The same way the sheep learn the shepherd’s voice.  Lambs are not born automatically knowing the voice of their shepherd.  The shepherd speaks to them…repeatedly…often…even calling them by name…over and over and over again until they learn the sound and tones of his voice.  They learn the voice and then can distinguish it from all other voices so that it becomes the only voice that they respond to…the only voice that they will follow…the only voice that can lead them.
“But Preacher…I’ve never heard God’s voice…I’ve never experienced it once…much less over and over again.  All I hear are these other voices…How am I supposed to hear the voice of The Good Shepherd if He never speaks to me?”
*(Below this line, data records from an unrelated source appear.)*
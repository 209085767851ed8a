//! Model → entity mappers
//!
//! The banner tables do not store their kind, so conversion takes it from
//! the repository that read the row.

mod banner;
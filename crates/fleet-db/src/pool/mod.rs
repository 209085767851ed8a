//! Database connection pool management

mod postgres;

pub use postgres::{create_pool, run_migrations, PoolSettings};

// Re-export PgPool for convenience
pub use sqlx::postgres::PgPool;
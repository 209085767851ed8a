//! Admin banner handlers
//!
//! Back-office management of site and ad banners. Every handler requires
//! [`AdminAuth`].

use axum::{extract::State, Json};
use fleet_service::dto::{BannerResponse, CreateBannerRequest, SetActiveRequest, UpdateBannerRequest};
use fleet_service::BannerService;

use crate::extractors::{AdminAuth, BannerPath, KindPath, ValidatedJson};
use crate::response::{ApiResult, Created, NoContent};
use crate::state::AppState;

/// List every banner of a kind with its computed status
///
/// GET /admin/banners/{kind}
pub async fn list_banners(
    State(state): State<AppState>,
    _admin: AdminAuth,
    KindPath(kind): KindPath,
) -> ApiResult<Json<Vec<BannerResponse>>> {
    let service = BannerService::new(state.service_context());
    Ok(Json(service.list(kind).await?))
}

/// Create a banner
///
/// POST /admin/banners/{kind}
pub async fn create_banner(
    State(state): State<AppState>,
    _admin: AdminAuth,
    KindPath(kind): KindPath,
    ValidatedJson(request): ValidatedJson<CreateBannerRequest>,
) -> ApiResult<Created<Json<BannerResponse>>> {
    let service = BannerService::new(state.service_context());
    let response = service.create(kind, request).await?;
    Ok(Created(Json(response)))
}

/// Get one banner
///
/// GET /admin/banners/{kind}/{banner_id}
pub async fn get_banner(
    State(state): State<AppState>,
    _admin: AdminAuth,
    path: BannerPath,
) -> ApiResult<Json<BannerResponse>> {
    let service = BannerService::new(state.service_context());
    Ok(Json(service.get(path.kind, path.id).await?))
}

/// Partially update a banner
///
/// PATCH /admin/banners/{kind}/{banner_id}
pub async fn update_banner(
    State(state): State<AppState>,
    _admin: AdminAuth,
    path: BannerPath,
    ValidatedJson(request): ValidatedJson<UpdateBannerRequest>,
) -> ApiResult<Json<BannerResponse>> {
    let service = BannerService::new(state.service_context());
    Ok(Json(service.update(path.kind, path.id, request).await?))
}

/// Delete a banner
///
/// DELETE /admin/banners/{kind}/{banner_id}
pub async fn delete_banner(
    State(state): State<AppState>,
    _admin: AdminAuth,
    path: BannerPath,
) -> ApiResult<NoContent> {
    let service = BannerService::new(state.service_context());
    service.delete(path.kind, path.id).await?;
    Ok(NoContent)
}

/// Manually activate or deactivate a banner
///
/// PUT /admin/banners/{kind}/{banner_id}/active
pub async fn set_banner_active(
    State(state): State<AppState>,
    _admin: AdminAuth,
    path: BannerPath,
    ValidatedJson(request): ValidatedJson<SetActiveRequest>,
) -> ApiResult<Json<BannerResponse>> {
    let service = BannerService::new(state.service_context());
    Ok(Json(
        service
            .set_active(path.kind, path.id, request.active)
            .await?,
    ))
}
//! Per-record reconciliation decision
//!
//! The I/O side of reconciliation lives in the service layer; this module only
//! decides, for one snapshot and one instant, what should happen to its flag.

use chrono::{DateTime, Duration, Utc};

use crate::entities::Scheduled;

use super::override_guard::is_override_active;
use super::status::is_displayable;

/// Outcome of reconciling one banner
#[derive(Debug, Clone, Copy, PartialEq, Eq)]
pub enum ReconcileAction {
    /// Stored flag already matches the schedule
    Unchanged,
    /// Flag has drifted but a manual deactivation is still inside its window
    Suppressed,
    /// Write this value to the stored flag
    SetActive(bool),
}

/// Decide what reconciliation should do with `banner` at `now`
pub fn plan_reconciliation<S: Scheduled + ?Sized>(
    banner: &S,
    now: DateTime<Utc>,
    override_window: Duration,
) -> ReconcileAction {
    // The expectation comes from the dates alone; the stored flag is what we are correcting.
    let expected = is_displayable(&WindowOnly(banner), now);

    if banner.active() == expected {
        ReconcileAction::Unchanged
    } else if is_override_active(banner.manually_deactivated_at(), now, override_window) {
        ReconcileAction::Suppressed
    } else {
        ReconcileAction::SetActive(expected)
    }
}

/// View of a banner with its flag forced on, so only its window is evaluated
struct WindowOnly<'a, S: ?Sized>(&'a S);

impl<S: Scheduled + ?Sized> Scheduled for WindowOnly<'_, S> {
    fn active(&self) -> bool {
        true
    }

    fn start_date(&self) -> Option<DateTime<Utc>> {
        self.0.start_date()
    }

    fn end_date(&self) -> Option<DateTime<Utc>> {
        self.0.end_date()
    }

    fn manually_deactivated_at(&self) -> Option<DateTime<Utc>> {
        self.0.manually_deactivated_at()
    }
}
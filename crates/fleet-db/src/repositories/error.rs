//! Error handling utilities for repositories

use fleet_core::{BannerId, BannerKind, DomainError};
use sqlx::Error as SqlxError;

/// Convert SQLx error to DomainError
pub fn map_db_error(e: SqlxError) -> DomainError {
    DomainError::DatabaseError(e.to_string())
}

/// Check for unique violation and return appropriate error or fallback
pub fn map_unique_violation<F>(e: SqlxError, on_unique: F) -> DomainError
where
    F: FnOnce() -> DomainError,
{
    if let Some(db_err) = e.as_database_error() {
        if db_err.is_unique_violation() {
            return on_unique();
        }
    }
    DomainError::DatabaseError(e.to_string())
}

/// Create a "banner not found" error
pub fn banner_not_found(kind: BannerKind, id: BannerId) -> DomainError {
    DomainError::banner_not_found(kind, id)
}
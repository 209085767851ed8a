//! PostgreSQL implementation of BannerRepository

use async_trait::async_trait;
use chrono::{DateTime, Utc};
use sqlx::PgPool;
use tracing::instrument;

use fleet_core::{Banner, BannerId, BannerKind, BannerRepository, DomainError, RepoResult};

use crate::models::BannerModel;

use super::error::{banner_not_found, map_db_error, map_unique_violation};

/// PostgreSQL implementation of BannerRepository for one banner table
#[derive(Clone)]
pub struct PgBannerRepository {
    pool: PgPool,
    kind: BannerKind,
}

impl PgBannerRepository {
    /// Create a repository over the table that stores `kind`
    pub fn new(pool: PgPool, kind: BannerKind) -> Self {
        Self { pool, kind }
    }

    fn table(&self) -> &'static str {
        self.kind.table_name()
    }

    async fn fetch_where(&self, filter: &str) -> RepoResult<Vec<Banner>> {
        let sql = format!(
            "SELECT {} FROM {} {filter} ORDER BY created_at DESC",
            BannerModel::COLUMNS,
            self.table()
        );

        let rows = sqlx::query_as::<_, BannerModel>(&sql)
            .fetch_all(&self.pool)
            .await
            .map_err(map_db_error)?;

        Ok(rows.into_iter().map(|m| m.into_banner(self.kind)).collect())
    }
}

#[async_trait]
impl BannerRepository for PgBannerRepository {
    fn kind(&self) -> BannerKind {
        self.kind
    }

    async fn ping(&self) -> RepoResult<()> {
        self.pool.acquire().await.map(|_| ()).map_err(map_db_error)
    }

    #[instrument(skip(self))]
    async fn find_by_id(&self, id: BannerId) -> RepoResult<Option<Banner>> {
        let sql = format!(
            "SELECT {} FROM {} WHERE id = $1",
            BannerModel::COLUMNS,
            self.table()
        );

        let result = sqlx::query_as::<_, BannerModel>(&sql)
            .bind(id.into_inner())
            .fetch_optional(&self.pool)
            .await
            .map_err(map_db_error)?;

        Ok(result.map(|m| m.into_banner(self.kind)))
    }

    #[instrument(skip(self))]
    async fn list(&self) -> RepoResult<Vec<Banner>> {
        self.fetch_where("").await
    }

    #[instrument(skip(self))]
    async fn list_active(&self) -> RepoResult<Vec<Banner>> {
        self.fetch_where("WHERE active = TRUE").await
    }

    #[instrument(skip(self))]
    async fn list_scheduled(&self) -> RepoResult<Vec<Banner>> {
        self.fetch_where("WHERE start_date IS NOT NULL OR end_date IS NOT NULL")
            .await
    }

    #[instrument(skip(self, banner), fields(banner_id = %banner.id))]
    async fn create(&self, banner: &Banner) -> RepoResult<()> {
        let sql = format!(
            "INSERT INTO {} ({}) VALUES ($1, $2, $3, $4, $5, $6, $7, $8, $9, $10)",
            self.table(),
            BannerModel::COLUMNS
        );

        sqlx::query(&sql)
            .bind(banner.id.into_inner())
            .bind(&banner.title)
            .bind(&banner.image_url)
            .bind(&banner.redirect_url)
            .bind(banner.active)
            .bind(banner.start_date)
            .bind(banner.end_date)
            .bind(banner.manually_deactivated_at)
            .bind(banner.created_at)
            .bind(banner.updated_at)
            .execute(&self.pool)
            .await
            .map_err(|e| {
                map_unique_violation(e, || {
                    DomainError::ValidationError(format!("banner {} already exists", banner.id))
                })
            })?;

        Ok(())
    }

    #[instrument(skip(self, banner), fields(banner_id = %banner.id))]
    async fn update(&self, banner: &Banner) -> RepoResult<()> {
        let sql = format!(
            r"
            UPDATE {}
            SET title = $2, image_url = $3, redirect_url = $4, active = $5,
                start_date = $6, end_date = $7, manually_deactivated_at = $8, updated_at = $9
            WHERE id = $1
            ",
            self.table()
        );

        let result = sqlx::query(&sql)
            .bind(banner.id.into_inner())
            .bind(&banner.title)
            .bind(&banner.image_url)
            .bind(&banner.redirect_url)
            .bind(banner.active)
            .bind(banner.start_date)
            .bind(banner.end_date)
            .bind(banner.manually_deactivated_at)
            .bind(banner.updated_at)
            .execute(&self.pool)
            .await
            .map_err(map_db_error)?;

        if result.rows_affected() == 0 {
            return Err(banner_not_found(self.kind, banner.id));
        }

        Ok(())
    }

    #[instrument(skip(self))]
    async fn update_active(&self, id: BannerId, active: bool, at: DateTime<Utc>) -> RepoResult<()> {
        let sql = format!(
            "UPDATE {} SET active = $2, updated_at = $3 WHERE id = $1",
            self.table()
        );

        let result = sqlx::query(&sql)
            .bind(id.into_inner())
            .bind(active)
            .bind(at)
            .execute(&self.pool)
            .await
            .map_err(map_db_error)?;

        if result.rows_affected() == 0 {
            return Err(banner_not_found(self.kind, id));
        }

        Ok(())
    }

    #[instrument(skip(self))]
    async fn set_active_manual(
        &self,
        id: BannerId,
        active: bool,
        manually_deactivated_at: Option<DateTime<Utc>>,
        at: DateTime<Utc>,
    ) -> RepoResult<()> {
        let sql = format!(
            r"
            UPDATE {}
            SET active = $2, manually_deactivated_at = $3, updated_at = $4
            WHERE id = $1
            ",
            self.table()
        );

        let result = sqlx::query(&sql)
            .bind(id.into_inner())
            .bind(active)
            .bind(manually_deactivated_at)
            .bind(at)
            .execute(&self.pool)
            .await
            .map_err(map_db_error)?;

        if result.rows_affected() == 0 {
            return Err(banner_not_found(self.kind, id));
        }

        Ok(())
    }

    #[instrument(skip(self))]
    async fn delete(&self, id: BannerId) -> RepoResult<()> {
        let sql = format!("DELETE FROM {} WHERE id = $1", self.table());

        let result = sqlx::query(&sql)
            .bind(id.into_inner())
            .execute(&self.pool)
            .await
            .map_err(map_db_error)?;

        if result.rows_affected() == 0 {
            return Err(banner_not_found(self.kind, id));
        }

        Ok(())
    }
}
The thing is, my brothers and sisters, God has spoken to each and every one of us.  His voice is readily experienced over and over and over and over.  It is found here…in the written Word of God.  His Voice is here.  How do we hear The Shepherd? We hear Him through reading and studying and meditating on His Word…above all else in God’s Word, looking to Jesus…the Living Word…the Living, Breathing Voice of God.  Jesus is the invisible God made visible.  We look to Jesus…we listen to Jesus as He teaches the disciples and all those around Him…we hear and see all that he does and we hear the voice of God…we hear the voice of the One True, One Good Shepherd.  We hear that voice as we read/study/meditate on our own…but we don’t only hear God’s voice alone…in fact we can never truly hear God’s voice completely if we stay by ourselves…sheep do not live solo lives…they live in flocks…and while the shepherd knows and calls each sheep by name…he brings them together to live together…to hear together…to respond together…  So too does the Good Shepherd.  He calls us to hear His voice together and help one another tune in to His voice, to help one another discern the Shepherd’s voice of the din of all the other noise.  We are the flock that He has gathered to follow Himself…
And so together we listen…we listen for the voice of the shepherd…and we learn to hear His voice.  It is a voice that speaks of love…a voice that speaks of grace…a voice that speaks of welcome…a voice that speaks of transformation…a voice that speaks to all, not just the sheep of this flock…but a voice that beckons to all throughout the world…that they might learn to hear His voice…that they might be drawn back from the thieves and the strangers…
He calls all…by name…that He might lead us into true Life…the Life that He laid down His own that we might have…a life filled with green pastures and still waters…
The true green pastures…the only pure, still waters…are found along the paths that The Good Shepherd, Jesus Christ, Himself, leads us.  Only in hearing the voice of The Good Shepherd calling, and heeding that call over all the other voices calling, all the other noise around us, will we find life.  Let us listen…let us respond…let us follow…The Good Shepherd…and prove that we are at least as smart as a sheep.
In the Name of the Father…and of the Son…and of the Holy Spirit…Amen.